Saudi-Iran spat to fuel proxy wars

The rapid deterioration in relations between Saudi Arabia and Iran is threatening to inflame an already restive region. The match that lit the flame was Saudi Arabia’s execution of Shia cleric Nimr al-Nimr. This prompted protestors in Shia-dominated Iran to storm the Saudi embassy in Teheran, an action that wasn’t apparently encouraged by the government. The Saudis hit back by snapping diplomatic relations with Tehran and expelling its envoys from the country, as well as suspending all flights to and from Iran. Saudi Arabia and Iran are long-standing rivals for pre-dominance in West Asia and the region’s heavy-weights; they see themselves as the leaders of the Sunni and Shia world, respectively. As the diplomatic tit-for-tat and war of words escalates between the two, others in the region and beyond are rallying behind one side or the other in a show of solidarity. While Bahrain has cut off diplomatic ties with Iran, the United Arab Emirates has “downgraded” relations with Tehran. Sudan expelled the Iranian ambassador and the entire Iranian diplomatic mission in the country and also recalled its ambassador from Iran.

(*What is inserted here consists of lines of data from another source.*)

//! Stage 4: prose polish that keeps every technical field intact.

use anyhow::{Context, Result};
use tracing::warn;

use super::{prompts, StageContext, StageOutput, StageRun};
use crate::adapters::{parse_structured, CompletionRequest, Structured};
use crate::domain::{StageName, StructuredUseCase, UseCaseMetadata};

const SCHEMA: &str = "StructuredUseCase";

pub async fn run(
    ctx: &StageContext<'_>,
    draft: &StructuredUseCase,
) -> Result<StageRun<StructuredUseCase>> {
    ctx.execute(StageName::FinalUseCase, polish(ctx, draft)).await
}

async fn polish(ctx: &StageContext<'_>, draft: &StructuredUseCase) -> Result<StructuredUseCase> {
    let draft_json = draft.encode().context("Failed to serialize refined draft")?;

    let request = CompletionRequest::new(&ctx.settings.models.polish)
        .with_schema::<StructuredUseCase>(SCHEMA)
        .system(prompts::polish_system())
        .user(prompts::polish_user(&draft_json));

    let completion = ctx
        .reasoning
        .complete(StageName::FinalUseCase.as_str(), request)
        .await?;

    let metadata = UseCaseMetadata::from(ctx.spec);

    let polished = match parse_structured::<StructuredUseCase>(&completion, SCHEMA)? {
        Structured::Parsed(mut polished) => {
            polished.metadata = Some(metadata);
            polished
        }
        Structured::Refused(reason) => {
            warn!("Final polish refused by model: {}", reason);
            StructuredUseCase::refusal(Vec::new(), metadata, None)
        }
    };

    Ok(polished)
}
//! The use case brief that drives a generation job.
//!
//! A `UseCaseSpec` is built once at job start and threaded read-only through
//! every stage. `UseCaseMetadata` is the shape the brief takes when it is
//! attached to generated documents.

use schemars::JsonSchema;
use serde::{Deserialize, Serialize};

/// Input brief for a generation job
#[derive(Debug, Clone, PartialEq, Serialize, Deserialize)]
pub struct UseCaseSpec {
    /// Use case title (also seeds the job id)
    pub title: String,

    /// Category or family the use case belongs to
    pub family: String,

    /// Broad class of AI tool the use case targets
    pub ai_tool: String,

    /// What the learner should be able to do afterwards
    pub objective: String,

    /// Free-text description
    pub description: String,

    /// Ordered prerequisites
    pub prerequisites: Vec<String>,

    /// Human time estimate (e.g. "20 minutes")
    pub time_estimate: String,

    /// Ordered step descriptions
    pub steps: Vec<String>,

    /// Specific tool (e.g. "GitHub Copilot"), if any
    pub tool: Option<String>,

    /// Target departments
    pub department: Vec<String>,

    /// Target roles
    pub role: Vec<String>,

    /// Tool mode (e.g. "inline chat"), if any
    pub mode: Option<String>,

    /// Model identifier, if any
    pub model: Option<String>,

    /// Coding language; `None` means not applicable
    pub coding_language: Option<String>,
}

impl UseCaseSpec {
    /// Render the brief in the tagged layout the prompts expect
    pub fn to_prompt_text(&self) -> String {
        let prerequisites = bullet_lines(&self.prerequisites);
        let steps = bullet_lines(&self.steps);

        format!(
            "<Use_Case>{}</Use_Case>\n\
             <Family>{}</Family>\n\
             <AI_Tool>{}</AI_Tool>\n\
             <Objective>{}</Objective>\n\
             <Description>{}</Description>\n\
             <Prerequisites>\n{}\n</Prerequisites>\n\
             <Time_Estimate>{}</Time_Estimate>\n\
             <Steps>\n{}\n</Steps>\n\
             <Tool>{}</Tool>\n\
             <Department>{}</Department>\n\
             <Role>{}</Role>\n\
             <Mode>{}</Mode>\n\
             <Model>{}</Model>\n\
             <Coding_Language>{}</Coding_Language>\n",
            self.title,
            self.family,
            self.ai_tool,
            self.objective,
            self.description,
            prerequisites,
            self.time_estimate,
            steps,
            self.tool.as_deref().unwrap_or_default(),
            self.department.join(", "),
            self.role.join(", "),
            self.mode.as_deref().unwrap_or_default(),
            self.model.as_deref().unwrap_or_default(),
            self.coding_language.as_deref().unwrap_or("Not applicable"),
        )
    }

    /// True when the brief does not pin a language, tool, and role
    pub fn is_generic(&self) -> bool {
        self.coding_language.is_none() || self.tool.is_none() || self.role.is_empty()
    }
}

fn bullet_lines(items: &[String]) -> String {
    items
        .iter()
        .map(|item| format!("- {}", item))
        .collect::<Vec<_>>()
        .join("\n")
}

/// Metadata block attached to generated documents.
///
/// Mirrors the brief plus a few editorial fields the generators may fill in.
/// Every field is optional so that collaborator output with partial metadata
/// still validates; the pipeline overwrites it from the brief anyway.
#[derive(Debug, Clone, Default, PartialEq, Serialize, Deserialize, JsonSchema)]
pub struct UseCaseMetadata {
    pub title: Option<String>,
    pub family: Option<String>,
    pub ai_tool: Option<String>,
    pub objective: Option<String>,
    pub description: Option<String>,
    pub prerequisites: Option<Vec<String>>,
    pub time_estimate: Option<String>,
    pub steps: Option<Vec<String>>,
    pub tool: Option<String>,
    pub department: Option<Vec<String>>,
    pub role: Option<Vec<String>>,
    pub mode: Option<String>,
    pub model: Option<String>,
    pub coding_language: Option<String>,
    pub status: Option<String>,
    pub complexity_level: Option<String>,
    pub customization_level: Option<String>,
    pub time_minutes: Option<u32>,
    pub notes: Option<String>,
}

impl UseCaseMetadata {
    /// Non-null fields in declaration order, lists joined with ", "
    pub fn entries(&self) -> Vec<(&'static str, String)> {
        let mut entries = Vec::new();

        push_text(&mut entries, "title", &self.title);
        push_text(&mut entries, "family", &self.family);
        push_text(&mut entries, "ai_tool", &self.ai_tool);
        push_text(&mut entries, "objective", &self.objective);
        push_text(&mut entries, "description", &self.description);
        push_list(&mut entries, "prerequisites", &self.prerequisites);
        push_text(&mut entries, "time_estimate", &self.time_estimate);
        push_list(&mut entries, "steps", &self.steps);
        push_text(&mut entries, "tool", &self.tool);
        push_list(&mut entries, "department", &self.department);
        push_list(&mut entries, "role", &self.role);
        push_text(&mut entries, "mode", &self.mode);
        push_text(&mut entries, "model", &self.model);
        push_text(&mut entries, "coding_language", &self.coding_language);
        push_text(&mut entries, "status", &self.status);
        push_text(&mut entries, "complexity_level", &self.complexity_level);
        push_text(&mut entries, "customization_level", &self.customization_level);
        if let Some(minutes) = self.time_minutes {
            entries.push(("time_minutes", minutes.to_string()));
        }
        push_text(&mut entries, "notes", &self.notes);

        entries
    }
}

fn push_text(entries: &mut Vec<(&'static str, String)>, key: &'static str, value: &Option<String>) {
    if let Some(value) = value {
        entries.push((key, value.clone()));
    }
}

fn push_list(
    entries: &mut Vec<(&'static str, String)>,
    key: &'static str,
    value: &Option<Vec<String>>,
) {
    if let Some(values) = value {
        entries.push((key, values.join(", ")));
    }
}

impl From<&UseCaseSpec> for UseCaseMetadata {
    fn from(spec: &UseCaseSpec) -> Self {
        Self {
            title: Some(spec.title.clone()),
            family: Some(spec.family.clone()),
            ai_tool: Some(spec.ai_tool.clone()),
            objective: Some(spec.objective.clone()),
            description: Some(spec.description.clone()),
            prerequisites: Some(spec.prerequisites.clone()),
            time_estimate: Some(spec.time_estimate.clone()),
            steps: Some(spec.steps.clone()),
            tool: spec.tool.clone(),
            department: Some(spec.department.clone()),
            role: Some(spec.role.clone()),
            mode: spec.mode.clone(),
            model: spec.model.clone(),
            coding_language: spec.coding_language.clone(),
            ..Default::default()
        }
    }
}

#[cfg(test)]
pub(crate) fn sample_spec() -> UseCaseSpec {
    UseCaseSpec {
        title: "Create a project plan".to_string(),
        family: "Core Skills".to_string(),
        ai_tool: "Chat Assistants".to_string(),
        objective: "Draft a project plan with an assistant".to_string(),
        description: "Use an assistant to outline milestones.".to_string(),
        prerequisites: vec!["A project idea".to_string()],
        time_estimate: "15 minutes".to_string(),
        steps: vec!["Describe the project".to_string(), "Ask for milestones".to_string()],
        tool: Some("ChatGPT".to_string()),
        department: vec!["PMO".to_string()],
        role: vec!["manager".to_string(), "lead".to_string()],
        mode: Some("chat".to_string()),
        model: Some("GPT-4o".to_string()),
        coding_language: None,
    }
}

#[cfg(test)]
mod tests {
    use super::*;

    #[test]
    fn test_prompt_text_contains_tagged_fields() {
        let text = sample_spec().to_prompt_text();

        assert!(text.contains("<Use_Case>Create a project plan</Use_Case>"));
        assert!(text.contains("<Steps>\n- Describe the project\n- Ask for milestones\n</Steps>"));
        assert!(text.contains("<Role>manager, lead</Role>"));
        assert!(text.contains("<Coding_Language>Not applicable</Coding_Language>"));
    }

    #[test]
    fn test_generic_when_language_missing() {
        let mut spec = sample_spec();
        assert!(spec.is_generic());

        spec.coding_language = Some("Python".to_string());
        assert!(!spec.is_generic());
    }

    #[test]
    fn test_metadata_entries_skip_nulls_and_join_lists() {
        let metadata = UseCaseMetadata::from(&sample_spec());
        let entries = metadata.entries();

        assert_eq!(entries[0], ("title", "Create a project plan".to_string()));
        assert!(entries.contains(&("role", "manager, lead".to_string())));
        assert!(!entries.iter().any(|(key, _)| *key == "coding_language"));
        assert!(!entries.iter().any(|(key, _)| *key == "status"));
    }
}
//! Stage 2: research the questions against the retrieval provider.

use anyhow::Result;
use futures::future::join_all;
use tracing::{info, warn};

use super::{prompts, StageContext, StageRun};
use crate::adapters::{CompletionRequest, TitleFetcher};
use crate::config::ResearchMode;
use crate::domain::{Citation, ResearchResult, StageName};

const LABEL: &str = "deep_research";

pub async fn run(ctx: &StageContext<'_>, questions: &[String]) -> Result<StageRun<ResearchResult>> {
    ctx.execute(StageName::DeepResearch, research(ctx, questions)).await
}

async fn research(ctx: &StageContext<'_>, questions: &[String]) -> Result<ResearchResult> {
    let result = match ctx.settings.research.mode {
        ResearchMode::Consolidated => consolidated(ctx, questions).await?,
        ResearchMode::PerQuestion => per_question(ctx, questions).await,
    };

    info!(
        citations = result.citations.len(),
        "Research complete"
    );
    Ok(result)
}

/// All questions in a single request
async fn consolidated(ctx: &StageContext<'_>, questions: &[String]) -> Result<ResearchResult> {
    let request = CompletionRequest::new(&ctx.settings.models.research)
        .system(prompts::RESEARCH_SYSTEM)
        .user(prompts::research_consolidated(ctx.spec, questions));

    let completion = ctx.research.complete(LABEL, request).await?;
    let citations = resolve_titles(ctx.titles, &completion.citations).await;

    Ok(ResearchResult {
        content: completion.content.trim().to_string(),
        citations,
    })
}

/// One concurrent request per question; a failed question becomes an error answer
async fn per_question(ctx: &StageContext<'_>, questions: &[String]) -> ResearchResult {
    let answers = join_all(questions.iter().map(|question| async move {
        let request = CompletionRequest::new(&ctx.settings.models.research)
            .system(prompts::RESEARCH_SYSTEM)
            .user(prompts::research_single(ctx.spec, question));
        (question, ctx.research.complete(LABEL, request).await)
    }))
    .await;

    let mut blocks = Vec::with_capacity(answers.len());
    let mut urls = Vec::new();

    for (question, answer) in answers {
        match answer {
            Ok(completion) => {
                blocks.push(format!("Q: {}\nA: {}\n", question, completion.content.trim()));
                urls.extend(completion.citations);
            }
            Err(e) => {
                warn!("Error researching question '{}': {}", question, e);
                blocks.push(format!("Q: {}\nA: Error during research: {}\n", question, e));
            }
        }
    }

    ResearchResult {
        content: blocks.join("\n"),
        citations: resolve_titles(ctx.titles, &urls).await,
    }
}

/// Look up page titles concurrently; a failed lookup leaves the title empty
pub async fn resolve_titles(titles: &dyn TitleFetcher, urls: &[String]) -> Vec<Citation> {
    let lookups = join_all(urls.iter().map(|url| titles.fetch_title(url))).await;

    urls.iter()
        .zip(lookups)
        .map(|(url, title)| Citation::new(url.clone(), title))
        .collect()
}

Neither Saudi Arabia nor Iran is willing to back down. Apparently, the ongoing muscle-flexing has more to do with issues at home. The Saudi monarchy is a divided house and King Salman, and his inexperienced son, Deputy Crown Prince Mohammad bin Salman, are adopting an aggressive posture towards the kingdom’s Shia minority to shore up mass support. The nuclear deal with the West has put Iran’s government on the defensive vis-à-vis the conservatives and the tough posture in the current spat with the Saudis could help blunt the opposition.The implications of the ongoing tensions are serious. Even if the situation doesn’t deteriorate into a direct military conflict between the two, there is a danger that proxy wars they fuel in other countries will escalate. This means that the situation in Syria, Yemen, Iraq and Afghanistan can be expected to worsen in the near future. This is unfortunate as the possibility of negotiated settlements to the Syrian crisis and the conflict in Yemen had grown remarkably in recent weeks. Importantly, the spat will undermine the international effort to defeat the Islamic State, which only recently saw major powers set aside their differences to cooperate. Should rising tensions disrupt the flow of oil, it would trigger a spurt in oil prices. The new year has got off to an unpleasant start with Saudi Arabia and Iran locking horns. The world is staring at a possible war in a volatile region.